Un article de Pierre Chartier sur la violence protestataire dans le discours médiatique dans The conversation

Les sciences du langage sont un vaste domaine ; elles incluent la linguistique (étude des langues) mais aussi la phonétique (prononciations) ou encore la sémantique et l'analyse du discours qui se penchent sur le sens du discours produit. Ces sciences du langage sont sollicitées par des commanditaires publics ou privés. On peut ainsi y avoir recours pour étudier les langues ou l'histoire ou pour recueillir des données sur le web pour le compte d'une marque commerciale, d'un parti politique afin de cibler une campagne marketing ou un programme politique. 
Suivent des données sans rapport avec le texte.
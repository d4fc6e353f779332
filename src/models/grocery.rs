use serde::{Deserialize, Serialize};

/// A line on the grocery list.
///
/// Only `quantity` changes after creation, and only through the ledger.
#[derive(Debug, Clone, PartialEq, Eq, Serialize, Deserialize)]
pub struct GroceryItem {
    pub id: String,
    pub name: String,
    pub category: String,
    pub quantity: u32,
    pub unit: String,
    #[serde(default)]
    pub alternatives: Vec<String>,
}

impl GroceryItem {
    pub fn new(
        id: impl Into<String>,
        name: impl Into<String>,
        category: impl Into<String>,
        quantity: u32,
        unit: impl Into<String>,
        alternatives: &[&str],
    ) -> Self {
        Self {
            id: id.into(),
            name: name.into(),
            category: category.into(),
            quantity,
            unit: unit.into(),
            alternatives: alternatives.iter().map(|a| a.to_string()).collect(),
        }
    }

    /// Quantity with its unit, e.g. "2 cups".
    pub fn amount(&self) -> String {
        format!("{} {}", self.quantity, self.unit)
    }
}

/// How the order should be shopped.
#[derive(Debug, Clone, PartialEq, Eq, Serialize, Deserialize)]
pub struct ShoppingPreferences {
    pub organic_only: bool,
    /// Free text, comma separated.
    pub preferred_brands: String,
    pub substitute_allowed: bool,
}

impl Default for ShoppingPreferences {
    fn default() -> Self {
        Self {
            organic_only: false,
            preferred_brands: String::new(),
            substitute_allowed: true,
        }
    }
}

impl ShoppingPreferences {
    /// Brand names split on commas, trimmed, blanks removed.
    pub fn brands(&self) -> Vec<String> {
        self.preferred_brands
            .split(',')
            .map(str::trim)
            .filter(|b| !b.is_empty())
            .map(str::to_string)
            .collect()
    }
}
Pierre Chartier fait partie de ces jeunes chercheurs qui ont pu profiter de l'essor du numérique, avec la profusion de discours qui l'accompagne. Quand il se penche sur un discours, le chercheur analyse aussi bien les mots que leur agencement (grammaire, syntaxe) sans oublier la ponctuation mais aussi les émoticônes ou encore la disposition du texte. Et bien sûr, il s'intéresse au message lui-même, ce qui est dit.

La violence dans les discours des médias, toujours dé-légitimée

Ayant milité contre la Loi travail, Pierre Chartier a d'abord étudié la place de la violence dans le discours des journalistes autour des manifestations contre la loi travail. Il en a déjà tiré une analyse approfondie de l'emploi du mot  "casseurs".   C'est un terme exogène qui ne vient pas des intéressés (les manifestants). Le chercheur a pu constater à l'occasion de cette étude que la violence dans les discours médiatiques (ou politiques) est toujours dénoncée, traitée comme négative en soi, alors qu'elle pourrait très bien être jugée légitime (quand on se défend ou quand on se révolte contre l'injustice). De même, les politiques refusent d'évoquer la "violence policière" parce qu'ils estiment que cette expression délégitime les actes. 

Le discours en ligne et ses particularismes

Internet a bien sûr généré un nouveau type de discours que les scientifiques du langage peuvent étudier. Mais Pierre Chartier estime que ce discours "en ligne" est différent de celui qui est produit hors ligne. Les locuteurs y produisent une nouvelle facette d'eux-mêmes : "un nouveau masque parmi d'autres". Certes, la parole peut y être plus libérée, moins "politiquement correcte" que dans la vie réelle. Mais à l'inverse, le phénomène du trolling est un discours exagéré à dessein pour le seul plaisir de choquer et de provoquer des réactions. 

Focalisé dans sa thèse sur les commentaires des vidéos Youtube, le chercheur travaille sur un corpus de 32 000 messages dont il examine la forme, le fond mais aussi les interactions entre messages. Par exemple, le locuteur utilise-t-il le "nous" pour se positionner dans un "camp" au sein d'un débat polarisé ? OU bien le commentaire est-il neutre voire légèrement humoristique ? 

"On est devenu hypersensibles à la moindre émanation de violence" du fait de cette omniprésence des discours sur la violence ou des discours polarisés, rendus visibles et "figés" par internet, estime Pierre Chartier, qui affirme pourtant que la violence elle-même (en actes dans la réalité) est de plus en plus rare.